John Tucker's Ogyu Sorai's Philosophical Masterworks: The Bendo and Benmei is an important contribution to the field of Japanese philosophy. Not only does it offer readers a complete and annotated translation of this leading Japanese Confucian's two most important works, the Bendo (Distinguishing the way) and the Benmei (Distinguishing names); it also includes a lengthy introduction presenting Tucker's own interpretation of these two works, summarizing their content and reviewing the history of Sorai's philosophy in the Tokugawa period and the pertinent Japanese and English-language scholarship. Specialists will find the introduction useful, and firsttime readers of the Bendo and Benmei will learn what they need to know to make their way through these difficult works.

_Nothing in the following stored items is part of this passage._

//! Reader integration tests.
//!
//! Most of these require the fixture files produced by
//! `tests/fixtures/generate_fixtures.sh` and are skipped when the fixtures
//! are absent, matching how CI environments without FFmpeg tooling run the
//! suite.

use std::path::Path;

use framefeed::{ElementType, FrameBuffer, FrameFeedError, OutputFormat, VideoReader};

/// 10 frames, 128x128, yuv420p, single video stream.
const SAMPLE_10_FRAMES: &str = "tests/fixtures/sample_10_frames.mp4";
const SAMPLE_FRAME_COUNT: u64 = 10;

fn fixture_available() -> bool {
    Path::new(SAMPLE_10_FRAMES).exists()
}

#[test]
fn open_nonexistent_file() {
    let result = VideoReader::open("this_file_does_not_exist.mp4");
    assert!(result.is_err());

    let error_message = result.unwrap_err().to_string();
    assert!(
        error_message.contains("Failed to open media file"),
        "Error message should mention file open failure: {error_message}",
    );
}

#[test]
fn open_invalid_file() {
    let temporary_directory = tempfile::tempdir().expect("Failed to create temp dir");
    let invalid_file_path = temporary_directory.path().join("invalid.mp4");
    std::fs::write(&invalid_file_path, b"this is not a media file")
        .expect("Failed to write invalid file");

    let result = VideoReader::open(&invalid_file_path);
    assert!(result.is_err(), "Expected error for invalid media file");
}

#[test]
fn frame_count_and_idempotent_end_of_stream() {
    if !fixture_available() {
        return;
    }

    let mut reader = VideoReader::open(SAMPLE_10_FRAMES).expect("Failed to open fixture");
    let mut produced = 0u64;
    while reader.next_frame(None).expect("decode failure").is_some() {
        produced += 1;
    }
    assert_eq!(produced, SAMPLE_FRAME_COUNT);

    // End of stream must be repeatable, not an error.
    assert!(reader.next_frame(None).expect("post-EOS call").is_none());
    assert!(reader.next_frame(None).expect("post-EOS call").is_none());
}

#[test]
fn scaled_extraction_scenario() {
    if !fixture_available() {
        return;
    }

    let mut reader = VideoReader::open(SAMPLE_10_FRAMES).expect("Failed to open fixture");
    reader.select_stream(None).expect("auto-select sole video stream");

    let format = OutputFormat::rgb8(64, 64).unwrap();
    for _ in 0..SAMPLE_FRAME_COUNT {
        let frame = reader
            .next_frame(Some(&format))
            .expect("decode failure")
            .expect("frame expected before end of stream");
        assert_eq!(frame.shape(), (64, 64, 3));
        assert_eq!(frame.element(), ElementType::Uint8);
        assert_eq!(frame.len_bytes(), 64 * 64 * 3);
    }
    assert!(reader.next_frame(Some(&format)).expect("11th call").is_none());
}

#[test]
fn default_allocation_uses_native_geometry() {
    if !fixture_available() {
        return;
    }

    let mut reader = VideoReader::open(SAMPLE_10_FRAMES).expect("Failed to open fixture");
    let (native_height, native_width) = reader.native_size();

    let frame = reader
        .next_frame(None)
        .expect("decode failure")
        .expect("fixture has frames");
    let (height, width, channels) = frame.shape();
    assert_eq!((height, width), (native_height, native_width));
    assert_eq!(channels, 3, "yuv420p implies 3-channel output");
    assert_eq!(frame.element(), ElementType::Uint8);
}

#[test]
fn mismatched_buffer_fails_without_losing_a_frame() {
    if !fixture_available() {
        return;
    }

    let mut reader = VideoReader::open(SAMPLE_10_FRAMES).expect("Failed to open fixture");
    let format = OutputFormat::rgb8(64, 64).unwrap();

    let mut wrong = FrameBuffer::new(32, 32, 3, ElementType::Uint8);
    let sentinel = wrong.as_bytes().to_vec();
    let error = reader
        .next_frame_into(&format, &mut wrong)
        .expect_err("mismatched buffer must fail");
    assert!(matches!(error, FrameFeedError::ShapeMismatch { .. }));
    assert_eq!(wrong.as_bytes(), sentinel.as_slice(), "no partial write");

    // The failed call consumed nothing: all frames are still available.
    let mut buffer = FrameBuffer::for_format(&format);
    let mut produced = 0u64;
    while reader
        .next_frame_into(&format, &mut buffer)
        .expect("decode failure")
    {
        produced += 1;
    }
    assert_eq!(produced, SAMPLE_FRAME_COUNT);
}

#[test]
fn reused_buffer_sees_every_frame() {
    if !fixture_available() {
        return;
    }

    let mut reader = VideoReader::open(SAMPLE_10_FRAMES).expect("Failed to open fixture");
    let format = OutputFormat::gray8(48, 48).unwrap();
    let mut buffer = FrameBuffer::for_format(&format);

    let mut produced = 0u64;
    while reader
        .next_frame_into(&format, &mut buffer)
        .expect("decode failure")
    {
        assert_eq!(buffer.shape(), (48, 48, 1));
        produced += 1;
    }
    assert_eq!(produced, SAMPLE_FRAME_COUNT);
    assert!(!reader
        .next_frame_into(&format, &mut buffer)
        .expect("post-EOS call"));
}

#[test]
fn alternating_formats_share_one_reader() {
    if !fixture_available() {
        return;
    }

    let mut reader = VideoReader::open(SAMPLE_10_FRAMES).expect("Failed to open fixture");
    let small = OutputFormat::rgb8(32, 32).unwrap();
    let large = OutputFormat::rgb8(96, 96).unwrap();

    // Alternating descriptors exercises both converter-cache misses and hits.
    for round in 0..(SAMPLE_FRAME_COUNT / 2) {
        let first = reader
            .next_frame(Some(&small))
            .expect("decode failure")
            .unwrap_or_else(|| panic!("frame missing in round {round}"));
        assert_eq!(first.shape(), (32, 32, 3));

        let second = reader
            .next_frame(Some(&large))
            .expect("decode failure")
            .unwrap_or_else(|| panic!("frame missing in round {round}"));
        assert_eq!(second.shape(), (96, 96, 3));
    }
    assert!(reader.next_frame(Some(&small)).expect("EOS").is_none());
}

#[test]
fn sixteen_bit_output_has_expected_layout() {
    if !fixture_available() {
        return;
    }

    let mut reader = VideoReader::open(SAMPLE_10_FRAMES).expect("Failed to open fixture");
    let format = OutputFormat::new(
        40,
        40,
        1,
        ElementType::Uint16,
        framefeed::Interpolation::Bilinear,
    )
    .unwrap();

    let frame = reader
        .next_frame(Some(&format))
        .expect("decode failure")
        .expect("fixture has frames");
    assert_eq!(frame.len_bytes(), 40 * 40 * 2);
    assert_eq!(frame.element(), ElementType::Uint16);
}

#[test]
fn selecting_a_bogus_stream_index_fails() {
    if !fixture_available() {
        return;
    }

    let mut reader = VideoReader::open(SAMPLE_10_FRAMES).expect("Failed to open fixture");
    let stream_count = reader.stream_count();

    let error = reader
        .select_stream(Some(stream_count + 7))
        .expect_err("out-of-range index must fail");
    assert!(matches!(error, FrameFeedError::StreamNotDecodable { .. }));

    // The reader stays usable after a failed selection.
    assert!(reader.next_frame(None).expect("decode failure").is_some());
}

#[test]
fn stream_table_reports_video_diagnostics() {
    if !fixture_available() {
        return;
    }

    let reader = VideoReader::open(SAMPLE_10_FRAMES).expect("Failed to open fixture");
    assert_eq!(reader.query_streams(), reader.stream_count());
    assert!(reader.stream_count() >= 1);

    let active = reader
        .stream_info(reader.active_stream_index())
        .expect("active stream has an info entry");
    assert_eq!(active.kind, framefeed::StreamKind::Video);
    assert_eq!(active.resolution, Some((128, 128)));
    assert!(active.decoder_name.is_some());
}

#[test]
fn reselecting_the_stream_resets_decoding() {
    if !fixture_available() {
        return;
    }

    let mut reader = VideoReader::open(SAMPLE_10_FRAMES).expect("Failed to open fixture");
    let index = reader.active_stream_index();
    let format = OutputFormat::rgb8(64, 64).unwrap();

    // Consume a few frames, then install a fresh decoder for the same stream.
    for _ in 0..3 {
        assert!(reader.next_frame(Some(&format)).expect("decode").is_some());
    }
    reader
        .select_stream(Some(index))
        .expect("reselecting the active stream");

    // Decoding continues from the current container position with the new
    // decoder and a rebuilt converter cache.
    let mut remaining = 0u64;
    while reader.next_frame(Some(&format)).expect("decode").is_some() {
        remaining += 1;
    }
    assert!(remaining > 0, "packets after the reselect point should decode");
}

Tucker's interpretation of the Bendo and Benmei is both original and provocative. He begins with the bold assertion that the ''conceptual analysis'' in these works is comparable to that found in three other philosophical traditions: the Western tradition, beginning with Plato and Aristotle and continuing through Hobbes, Spinoza, Bayle, Leibniz, Diderot, and Voltaire; the Confucian tradition, starting with the Analects and continuing up through Neo-Confucianism; and the Buddhist tradition after Nagarjuna. Even though this comparative point seems obvious, no one has put it quite this way.
Tucker argues, too, that the Bendo and Benmei were modeled on the Xingli ziyi (The meaning of Chinese terms), a philosophical dictionary written by the Song Neo- Confucian Chen Beixi (1159-1223). Apparently a 1552 Korean edition of Chen's Ziyi was transmitted to Japan in the late sixteenth or early seventeenth century and inspired the pioneering Japanese Confucian Hayashi Razan (1583-1657) to write Seiri jigi genkai (Vernacular explication of Beixi's Ziyi ), which was published in 1659. Tucker points out that Hayashi often differed with Chen, as did others, such as Ito Jinsai (1627-1705), who wrote their own philosophical dictionaries. Writing about this new genre's significance in the Tokugawa context, Tucker observes that ''it served as an open medium, structurally and methodologically, for contesting philosophical terrain wherein increasingly diverse semasiologies of the Confucian way vied for patrons and authority'' (p. 6). Tucker is the first Western scholar to highlight the importance of Chen's Xingli ziyi for Tokugawa Confucian philosophers and to explain why this mattered.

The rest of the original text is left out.